Activation of phasic pontine‐wave generator in the rat: a mechanism for expression of plasticity‐related genes and proteins in the dorsal hippocampus and amygdala

A number of behavioral studies have emphasized the importance of interactions between the pontine‐wave (P‐wave) generator and the dorsal hippocampus (DH) in two‐way active avoidance (TWAA) memory processing; however, the direct involvement of the P‐wave generator in the TWAA training trial‐induced molecular events in the DH and amygdala has not been systematically evaluated. Here we demonstrate that the TWAA learning training trials activate P‐wave generator, and increase phosphorylation of CREB (pCREB) and expression of activity‐regulated cytoskeletal‐associated (Arc) protein, as well as messenger ribonucleic acid (mRNAs) of Arc, brain‐derived nerve growth factor (BDNF) and early growth response‐1 (Egr‐1) in the DH and amygdala.
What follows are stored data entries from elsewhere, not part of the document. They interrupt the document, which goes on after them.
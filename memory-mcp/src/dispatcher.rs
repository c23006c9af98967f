//! Routes JSON-RPC method names onto the Context Orchestrator's operations
//! (the seven primary operations plus the explicit `backfill_embeddings`
//! maintenance operation) and wraps every result in a [`JsonRpcResponse`]
//! envelope.

use std::collections::HashMap;

use serde::Deserialize;
use serde_json::Value;

use memory_core::orchestrator::{Engine, GetContextRequest, SearchRequest};
use memory_core::types::{ContentType, ContextType, FactCategory, MemoryType, ProjectStatus, Source};
use memory_core::{episodic::EpisodicStorageBackend, semantic::SemanticStorageBackend, symbolic::SymbolicStorageBackend};
use memory_core::Error;

use crate::jsonrpc::{JsonRpcRequest, JsonRpcResponse};

/// Dispatches [`JsonRpcRequest`]s to an [`Engine`] over any backend
/// implementing all three storage traits.
pub struct Dispatcher<B>
where
    B: SymbolicStorageBackend + EpisodicStorageBackend + SemanticStorageBackend + 'static,
{
    engine: Engine<B>,
}

#[derive(Debug, Deserialize)]
struct ListProjectsParams {
    #[serde(default)]
    status_filter: Option<ProjectStatus>,
}

#[derive(Debug, Deserialize)]
struct ListSourcesParams {
    project_id: String,
    #[serde(default)]
    content_type: Option<ContentType>,
}

#[derive(Debug, Deserialize)]
struct GetContextParams {
    project_id: String,
    #[serde(default)]
    context_type: ContextType,
    #[serde(default)]
    query: Option<String>,
    #[serde(default)]
    trigger: Option<String>,
    #[serde(default)]
    max_results: Option<usize>,
}

#[derive(Debug, Deserialize)]
struct SearchParams {
    project_id: String,
    query: String,
    #[serde(default)]
    memory_type: MemoryType,
    #[serde(default)]
    top_k: Option<usize>,
    #[serde(default)]
    trigger: Option<String>,
}

#[derive(Debug, Deserialize)]
struct IngestFileParams {
    project_id: String,
    path: String,
    content: String,
    #[serde(default)]
    content_type: Option<ContentType>,
    #[serde(default)]
    metadata: HashMap<String, String>,
}

#[derive(Debug, Deserialize)]
struct BackfillEmbeddingsParams {
    project_id: String,
}

#[derive(Debug, Deserialize)]
struct AddFactParams {
    project_id: String,
    key: String,
    value: Value,
    confidence: f32,
    category: FactCategory,
    source: Source,
}

#[derive(Debug, Deserialize)]
struct AddEpisodeParams {
    project_id: String,
    situation: String,
    action: String,
    outcome: String,
    lesson: String,
    confidence: f32,
}

fn bad_params(method: &str, err: serde_json::Error) -> Error {
    Error::InvalidArgument(format!("{method}: malformed params: {err}"))
}

impl<B> Dispatcher<B>
where
    B: SymbolicStorageBackend + EpisodicStorageBackend + SemanticStorageBackend + 'static,
{
    /// Wrap an already-constructed engine.
    pub fn new(engine: Engine<B>) -> Self {
        Self { engine }
    }

    /// Dispatch one request, never panicking: every error path is converted
    /// into a failed [`JsonRpcResponse`] rather than propagated.
    pub async fn handle(&self, request: JsonRpcRequest) -> JsonRpcResponse {
        let id = request.id.clone();
        match self.dispatch(&request).await {
            Ok(response) => response,
            Err(err) => JsonRpcResponse::err(err, id),
        }
    }

    async fn dispatch(&self, request: &JsonRpcRequest) -> memory_core::Result<JsonRpcResponse> {
        let id = request.id.clone();
        match request.method.as_str() {
            "list_projects" => {
                let params: ListProjectsParams = serde_json::from_value(request.params.clone())
                    .map_err(|e| bad_params("list_projects", e))?;
                let result = self.engine.list_projects(params.status_filter).await?;
                Ok(JsonRpcResponse::ok(result, id))
            }
            "list_sources" => {
                let params: ListSourcesParams = serde_json::from_value(request.params.clone())
                    .map_err(|e| bad_params("list_sources", e))?;
                let result = self
                    .engine
                    .list_sources(&params.project_id, params.content_type)
                    .await?;
                Ok(JsonRpcResponse::ok(result, id))
            }
            "get_context" => {
                let params: GetContextParams = serde_json::from_value(request.params.clone())
                    .map_err(|e| bad_params("get_context", e))?;
                let max_results = params.max_results.unwrap_or(self.engine.config().top_k);
                let envelope = self
                    .engine
                    .get_context(
                        &params.project_id,
                        GetContextRequest {
                            context_type: params.context_type,
                            query: params.query,
                            trigger: params.trigger,
                            max_results,
                        },
                    )
                    .await?;
                let degraded = envelope.degraded_tiers.clone();
                Ok(JsonRpcResponse::ok_with_degraded(envelope, degraded, id))
            }
            "search" => {
                let params: SearchParams = serde_json::from_value(request.params.clone())
                    .map_err(|e| bad_params("search", e))?;
                let top_k = params.top_k.unwrap_or(self.engine.config().top_k);
                let result = self
                    .engine
                    .search(
                        &params.project_id,
                        SearchRequest {
                            query: params.query,
                            memory_type: params.memory_type,
                            top_k,
                            trigger: params.trigger,
                        },
                    )
                    .await?;
                Ok(JsonRpcResponse::ok(result, id))
            }
            "ingest_file" => {
                let params: IngestFileParams = serde_json::from_value(request.params.clone())
                    .map_err(|e| bad_params("ingest_file", e))?;
                let result = self
                    .engine
                    .ingest_file(
                        &params.project_id,
                        &params.path,
                        &params.content,
                        params.content_type,
                        params.metadata,
                    )
                    .await?;
                Ok(JsonRpcResponse::ok(result, id))
            }
            "backfill_embeddings" => {
                let params: BackfillEmbeddingsParams = serde_json::from_value(request.params.clone())
                    .map_err(|e| bad_params("backfill_embeddings", e))?;
                let result = self.engine.backfill_embeddings(&params.project_id).await?;
                Ok(JsonRpcResponse::ok(result, id))
            }
            "add_fact" => {
                let params: AddFactParams = serde_json::from_value(request.params.clone())
                    .map_err(|e| bad_params("add_fact", e))?;
                let result = self
                    .engine
                    .add_fact(
                        &params.project_id,
                        &params.key,
                        params.value,
                        params.confidence,
                        params.category,
                        params.source,
                    )
                    .await?;
                Ok(JsonRpcResponse::ok(result, id))
            }
            "add_episode" => {
                let params: AddEpisodeParams = serde_json::from_value(request.params.clone())
                    .map_err(|e| bad_params("add_episode", e))?;
                let result = self
                    .engine
                    .add_episode(
                        &params.project_id,
                        &params.situation,
                        &params.action,
                        &params.outcome,
                        &params.lesson,
                        params.confidence,
                    )
                    .await?;
                Ok(JsonRpcResponse::ok(result, id))
            }
            other => Err(Error::InvalidArgument(format!("unknown method '{other}'"))),
        }
    }
}
//! Deployment configuration, loadable from TOML.
//!
//! Field defaults mirror the configuration table in the external interface
//! specification; every recognized option there has a field here.

use serde::{Deserialize, Serialize};
use std::path::PathBuf;

use crate::error::{Error, Result};

/// Weights applied to the three factors of a semantic combined score.
/// MUST sum to 1.0; [`RankingWeights::validate`] enforces this.
#[derive(Debug, Clone, Copy, PartialEq, Serialize, Deserialize)]
pub struct RankingWeights {
    /// Weight applied to cosine similarity.
    pub similarity: f32,
    /// Weight applied to metadata relevance.
    pub metadata: f32,
    /// Weight applied to the recency boost.
    pub recency: f32,
}

impl Default for RankingWeights {
    fn default() -> Self {
        Self {
            similarity: 0.7,
            metadata: 0.2,
            recency: 0.1,
        }
    }
}

impl RankingWeights {
    /// Reject weight sets that do not sum to 1.0 within floating-point tolerance.
    ///
    /// # Errors
    ///
    /// Returns [`Error::ValidationFailed`] if the weights do not sum to 1.0.
    pub fn validate(&self) -> Result<()> {
        let sum = self.similarity + self.metadata + self.recency;
        if (sum - 1.0).abs() > 1e-3 {
            return Err(Error::ValidationFailed(format!(
                "ranking_weights must sum to 1.0, got {sum}"
            )));
        }
        Ok(())
    }
}

/// Top-level engine configuration.
#[derive(Debug, Clone, PartialEq, Serialize, Deserialize)]
pub struct MemoryConfig {
    /// Target chunk length in characters.
    pub chunk_size: usize,
    /// Overlap between consecutive chunks, in characters.
    pub chunk_overlap: usize,
    /// Default semantic retrieval `top_k`.
    pub top_k: usize,
    /// Floor below which a semantic hit is dropped, regardless of rank.
    pub min_similarity: f32,
    /// Whether recency boosts the combined semantic score.
    pub include_recency: bool,
    /// Override of the three ranking weights.
    pub ranking_weights: RankingWeights,
    /// Base directory under which every project root is created.
    pub data_root: PathBuf,
    /// Required embedding vector dimension for this deployment.
    pub embedding_dim: usize,
}

impl Default for MemoryConfig {
    fn default() -> Self {
        Self {
            chunk_size: 500,
            chunk_overlap: 50,
            top_k: 3,
            min_similarity: 0.0,
            include_recency: true,
            ranking_weights: RankingWeights::default(),
            data_root: PathBuf::from("./data"),
            embedding_dim: 384,
        }
    }
}

impl MemoryConfig {
    /// Parse configuration from a TOML document.
    ///
    /// # Errors
    ///
    /// Returns [`Error::ValidationFailed`] if the document is malformed or
    /// the ranking weights do not sum to 1.0.
    pub fn from_toml_str(input: &str) -> Result<Self> {
        let config: MemoryConfig =
            toml::from_str(input).map_err(|e| Error::ValidationFailed(e.to_string()))?;
        config.ranking_weights.validate()?;
        Ok(config)
    }
}

#[cfg(test)]
mod tests {
    use super::*;

    #[test]
    fn default_ranking_weights_sum_to_one() {
        RankingWeights::default().validate().unwrap();
    }

    #[test]
    fn rejects_weights_not_summing_to_one() {
        let weights = RankingWeights {
            similarity: 0.5,
            metadata: 0.2,
            recency: 0.1,
        };
        assert!(weights.validate().is_err());
    }

    #[test]
    fn parses_partial_toml_with_defaults_missing_is_an_error() {
        // Our struct has no field defaults of its own in TOML (non-Option fields
        // are all required), matching the source-of-truth table in the spec.
        let full = r#"
            chunk_size = 500
            chunk_overlap = 50
            top_k = 3
            min_similarity = 0.0
            include_recency = true
            data_root = "./data"
            embedding_dim = 384

            [ranking_weights]
            similarity = 0.7
            metadata = 0.2
            recency = 0.1
        "#;
        let cfg = MemoryConfig::from_toml_str(full).unwrap();
        assert_eq!(cfg.chunk_size, 500);
        assert_eq!(cfg.embedding_dim, 384);
    }
}
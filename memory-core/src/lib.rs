//! Core data model, validation, and business logic for the tri-store agent
//! memory engine: authoritative Symbolic facts, advisory Episodic lessons,
//! and non-authoritative Semantic document chunks, fronted by a stateless
//! Context Orchestrator and a Project Registry.
//!
//! This crate is storage-backend-agnostic: [`symbolic::SymbolicStorageBackend`],
//! [`episodic::EpisodicStorageBackend`], and [`semantic::SemanticStorageBackend`]
//! are the seams a durable backend (see the sibling `memory-storage-redb`
//! crate) implements.

pub mod config;
pub mod episodic;
pub mod error;
pub mod extraction;
pub mod orchestrator;
pub mod registry;
pub mod semantic;
pub mod symbolic;
pub mod types;

pub use config::MemoryConfig;
pub use error::{Error, Result};
pub use orchestrator::Engine;
pub use registry::{Project, ProjectRegistry};
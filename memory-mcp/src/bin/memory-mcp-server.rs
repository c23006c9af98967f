//! stdio MCP server binary: wires a [`memory_storage_redb::RedbBackend`] and
//! an [`Engine`] to the [`Dispatcher`], then runs the framed JSON-RPC loop
//! over stdin/stdout.

use std::io;
use std::sync::Arc;

use tracing::{error, info, warn};

use memory_core::registry::ProjectRegistry;
use memory_core::semantic::HashEmbeddingGenerator;
use memory_core::{Error, MemoryConfig};
use memory_mcp::framing::{read_next_message, write_content_length, write_line};
use memory_mcp::jsonrpc::{JsonRpcRequest, JsonRpcResponse};
use memory_mcp::Dispatcher;
use memory_storage_redb::RedbBackend;

fn load_config() -> anyhow::Result<MemoryConfig> {
    match std::env::var("MEMORY_CONFIG_PATH") {
        Ok(path) => {
            let contents = std::fs::read_to_string(&path)?;
            Ok(MemoryConfig::from_toml_str(&contents)?)
        }
        Err(_) => Ok(MemoryConfig::default()),
    }
}

#[tokio::main]
async fn main() -> anyhow::Result<()> {
    tracing_subscriber::fmt()
        .with_env_filter(tracing_subscriber::EnvFilter::from_default_env())
        .with_writer(io::stderr)
        .init();

    let config = load_config()?;
    std::fs::create_dir_all(&config.data_root)?;

    let registry = ProjectRegistry::new(config.data_root.clone());
    let backend = RedbBackend::open(config.data_root.join("memory.redb"))?;
    let embedder = Arc::new(HashEmbeddingGenerator::new(config.embedding_dim));
    let engine = memory_core::Engine::new(registry, backend, embedder, config);
    let dispatcher = Dispatcher::new(engine);

    info!("memory-mcp-server starting, reading requests from stdin");

    let stdin = io::stdin();
    let mut stdout = io::stdout();
    let mut handle = stdin.lock();

    loop {
        let next = read_next_message(&mut handle)?;
        let Some((line, is_content_length)) = next else {
            info!("stdin closed, shutting down");
            break;
        };

        let response = match serde_json::from_str::<JsonRpcRequest>(&line) {
            Ok(request) => dispatcher.handle(request).await,
            Err(err) => {
                warn!(error = %err, "failed to parse JSON-RPC request");
                JsonRpcResponse::err(Error::InvalidArgument(format!("malformed request: {err}")), None)
            }
        };

        let body = serde_json::to_string(&response)?;
        let write_result = if is_content_length {
            write_content_length(&mut stdout, &body)
        } else {
            write_line(&mut stdout, &body)
        };
        if let Err(err) = write_result {
            error!(error = %err, "failed to write response, shutting down");
            break;
        }
    }

    Ok(())
}
impl<B> Engine<B>
where
    B: SymbolicStorageBackend + EpisodicStorageBackend + SemanticStorageBackend + 'static,
{
    /// Construct an engine over a single backend implementing all three
    /// storage traits, wired to `registry` and `config`.
    pub fn new(
        registry: Arc<ProjectRegistry>,
        backend: Arc<B>,
        embedder: Arc<dyn EmbeddingGenerator>,
        config: MemoryConfig,
    ) -> Self {
        let cache = EmbeddingCache::new(1024);
        Self {
            registry,
            symbolic: SymbolicStore::new(backend.clone()),
            episodic: EpisodicStore::new(backend.clone()),
            semantic: SemanticStore::new(backend, embedder, cache),
            config,
        }
    }

    /// The engine's deployment configuration, e.g. for callers picking a
    /// default `top_k`/`max_results` when a request omits it.
    #[must_use]
    pub fn config(&self) -> &MemoryConfig {
        &self.config
    }

    async fn with_timeout<T>(
        deadline: Duration,
        fut: impl std::future::Future<Output = Result<T>>,
    ) -> Result<T> {
        tokio::time::timeout(deadline, fut)
            .await
            .map_err(|_| Error::Timeout)?
    }

    /// `list_projects(filters?) -> [{project_id, name, status}]`.
    pub async fn list_projects(&self, status_filter: Option<ProjectStatus>) -> Result<Vec<ProjectSummary>> {
        Self::with_timeout(DEFAULT_OP_TIMEOUT, async {
            Ok(self
                .registry
                .list(status_filter)
                .into_iter()
                .map(|p| ProjectSummary {
                    project_id: p.project_id,
                    name: p.name,
                    status: p.status,
                })
                .collect())
        })
        .await
    }

    /// `list_sources(project_id, content_type?) -> [{source_path, content_type, chunk_count, last_ingested}]`.
    pub async fn list_sources(
        &self,
        project_name_or_id: &str,
        content_type: Option<ContentType>,
    ) -> Result<Vec<SourceSummary>> {
        let project_id = self.registry.resolve(project_name_or_id)?;
        Self::with_timeout(DEFAULT_OP_TIMEOUT, async {
            let documents = self.semantic.list_documents(&project_id).await?;
            let mut summaries = Vec::new();
            for doc in documents {
                if content_type.is_some_and(|ct| ct != doc.content_type) {
                    continue;
                }
                let chunk_count = self.semantic.chunk_count(&project_id, &doc.document_id).await?;
                summaries.push(SourceSummary {
                    source_path: doc.source_path,
                    content_type: doc.content_type,
                    chunk_count,
                    last_ingested: doc.ingested_at,
                });
            }
            Ok(summaries)
        })
        .await
    }

    /// `get_context(project_id, context_type, query?, max_results)`.
    ///
    /// Returns a [`ContextEnvelope`] with sections populated in strict
    /// `symbolic -> episodic -> semantic` order. Per-tier failures degrade
    /// that section only; degraded tiers are listed rather than failing the
    /// whole call.
    pub async fn get_context(
        &self,
        project_name_or_id: &str,
        request: GetContextRequest,
    ) -> Result<ContextEnvelope> {
        let project_id = self.registry.resolve(project_name_or_id)?;
        Self::with_timeout(DEFAULT_OP_TIMEOUT, async {
            let mut envelope = ContextEnvelope::default();

            if matches!(request.context_type, ContextType::All | ContextType::Symbolic) {
                match self.symbolic.list(&project_id).await {
                    Ok(facts) => {
                        envelope.symbolic = facts
                            .into_iter()
                            .take(request.max_results)
                            .map(|fact| SymbolicContextItem {
                                authority: Authority::Authoritative,
                                fact,
                            })
                            .collect();
                    }
                    Err(err) => {
                        warn!(error = %err, "symbolic tier degraded in get_context");
                        envelope.degraded_tiers.push("symbolic".to_string());
                    }
                }
            }

            if matches!(request.context_type, ContextType::All | ContextType::Episodic) {
                match self.episodic.query(&project_id, &EpisodeFilter::default()).await {
                    Ok(episodes) => {
                        envelope.episodic = episodes
                            .into_iter()
                            .take(request.max_results)
                            .map(|episode| EpisodicContextItem {
                                authority: Authority::Advisory,
                                banner: EPISODIC_BANNER.to_string(),
                                episode,
                            })
                            .collect();
                    }
                    Err(err) => {
                        warn!(error = %err, "episodic tier degraded in get_context");
                        envelope.degraded_tiers.push("episodic".to_string());
                    }
                }
            }

            let semantic_in_scope =
                matches!(request.context_type, ContextType::All | ContextType::Semantic);
            if semantic_in_scope {
                if let Some(query) = request.query.as_deref().filter(|q| !q.is_empty()) {
                    let trigger = request.trigger.as_deref().ok_or_else(|| {
                        Error::InvalidTrigger("semantic retrieval requires a trigger".into())
                    })?;
                    match self
                        .semantic
                        .retrieve(
                            &project_id,
                            query,
                            trigger,
                            &RetrievalFilter::default(),
                            self.config.ranking_weights,
                            self.config.include_recency,
                            self.config.min_similarity,
                            request.max_results,
                        )
                        .await
                    {
                        Ok(outcome) => {
                            envelope.semantic = outcome
                                .hits
                                .into_iter()
                                .map(|hit| SemanticContextItem {
                                    authority: Authority::NonAuthoritative,
                                    banner: SEMANTIC_BANNER.to_string(),
                                    citation: hit.citation,
                                    content: neutralize(&hit.content),
                                    combined_score: hit.combined_score,
                                })
                                .collect();
                        }
                        Err(Error::InvalidTrigger(msg)) => return Err(Error::InvalidTrigger(msg)),
                        Err(err) => {
                            warn!(error = %err, "semantic tier degraded in get_context");
                            envelope.degraded_tiers.push("semantic".to_string());
                        }
                    }
                }
            }

            Ok(envelope)
        })
        .await
    }

    /// `search(project_id, query, memory_type, top_k)`, authority-preserving
    /// concatenation: all symbolic hits, then all episodic hits, then all
    /// semantic hits; tiers are never interleaved.
    pub async fn search(
        &self,
        project_name_or_id: &str,
        request: SearchRequest,
    ) -> Result<Vec<SearchResult>> {
        let project_id = self.registry.resolve(project_name_or_id)?;
        Self::with_timeout(DEFAULT_OP_TIMEOUT, async {
            let mut results = Vec::new();

            if matches!(request.memory_type, MemoryType::All | MemoryType::Symbolic) {
                let mut hits = self
                    .symbolic
                    .query_full_text(&project_id, &request.query)
                    .await?;
                hits.truncate(request.top_k);
                results.extend(hits.into_iter().map(|fact| SearchResult::Symbolic {
                    authority: Authority::Authoritative,
                    fact,
                }));
            }

            if matches!(request.memory_type, MemoryType::All | MemoryType::Episodic) {
                let mut hits = self
                    .episodic
                    .query_full_text(&project_id, &request.query)
                    .await?;
                hits.truncate(request.top_k);
                results.extend(hits.into_iter().map(|episode| SearchResult::Episodic {
                    authority: Authority::Advisory,
                    episode,
                }));
            }

            if matches!(request.memory_type, MemoryType::All | MemoryType::Semantic) {
                let trigger = request.trigger.as_deref().ok_or_else(|| {
                    Error::InvalidTrigger("semantic retrieval requires a trigger".into())
                })?;
                let outcome = self
                    .semantic
                    .retrieve(
                        &project_id,
                        &request.query,
                        trigger,
                        &RetrievalFilter::default(),
                        self.config.ranking_weights,
                        self.config.include_recency,
                        self.config.min_similarity,
                        request.top_k,
                    )
                    .await?;
                results.extend(outcome.hits.into_iter().map(|mut chunk| {
                    chunk.content = neutralize(&chunk.content);
                    SearchResult::Semantic {
                        authority: Authority::NonAuthoritative,
                        chunk,
                    }
                }));
            }

            Ok(results)
        })
        .await
    }

    /// `ingest_file(project_id, path, content_type?, metadata?)`.
    pub async fn ingest_file(
        &self,
        project_name_or_id: &str,
        source_path: &str,
        content: &str,
        content_type: Option<ContentType>,
        metadata: HashMap<String, String>,
    ) -> Result<crate::semantic::IngestOutcome> {
        let project_id = self.registry.resolve(project_name_or_id)?;
        Self::with_timeout(DEFAULT_INGEST_TIMEOUT, async {
            self.semantic
                .ingest(
                    &project_id,
                    source_path,
                    content,
                    content_type,
                    metadata,
                    self.config.chunk_size,
                    self.config.chunk_overlap,
                    self.config.embedding_dim,
                )
                .await
        })
        .await
    }

    /// `backfill_embeddings(project_id)`: retries embedding generation for
    /// any chunk that was persisted with a pending embedding (e.g. because
    /// the embedding generator was briefly unavailable at ingest time).
    /// Returns the number of chunks that were re-embedded.
    pub async fn backfill_embeddings(&self, project_name_or_id: &str) -> Result<usize> {
        let project_id = self.registry.resolve(project_name_or_id)?;
        Self::with_timeout(
            DEFAULT_INGEST_TIMEOUT,
            self.semantic
                .backfill_embeddings(&project_id, self.config.embedding_dim),
        )
        .await
    }

    /// `add_fact(project_id, key, value, confidence, category, source)`.
    pub async fn add_fact(
        &self,
        project_name_or_id: &str,
        key: &str,
        value: serde_json::Value,
        confidence: f32,
        category: FactCategory,
        source: Source,
    ) -> Result<Fact> {
        let project_id = self.registry.resolve(project_name_or_id)?;
        let fact = Fact::new(project_id, category, key, value, confidence, source);
        Self::with_timeout(DEFAULT_OP_TIMEOUT, self.symbolic.store(fact)).await
    }

    /// `add_episode(project_id, situation, action, outcome, lesson, confidence)`.
    pub async fn add_episode(
        &self,
        project_name_or_id: &str,
        situation: &str,
        action: &str,
        outcome: &str,
        lesson: &str,
        confidence: f32,
    ) -> Result<Episode> {
        let project_id = self.registry.resolve(project_name_or_id)?;
        let episode = Episode::new(project_id, situation, action, outcome, lesson, confidence);
        Self::with_timeout(DEFAULT_OP_TIMEOUT, self.episodic.store(episode)).await
    }
}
Selective elimination of P‐wave‐generating cells abolished P‐wave activity and suppressed TWAA learning training trial‐induced expression of pCREB and Arc proteins and Arc, BDNF and Egr‐1 mRNAs in the DH and amygdala. Following a session of TWAA training, all rats were equal in terms of time spent in wakefulness, slow‐wave sleep and rapid eye movement (REM) sleep irrespective of P‐wave lesions. The second set of experiments demonstrated that localized cholinergic stimulation of the P‐wave generator increased expression of Arc, BDNF and Egr‐1 mRNAs in the DH. Together, these findings provide the first direct evidence that activation of P‐wave‐generating cells is critically involved in the TWAA training trial‐induced expression of plasticity‐related genes in the DH and amygdala. These findings are discussed in relation to the role of P‐wave generator activation for the REM sleep‐dependent development and cognitive functions of the brain.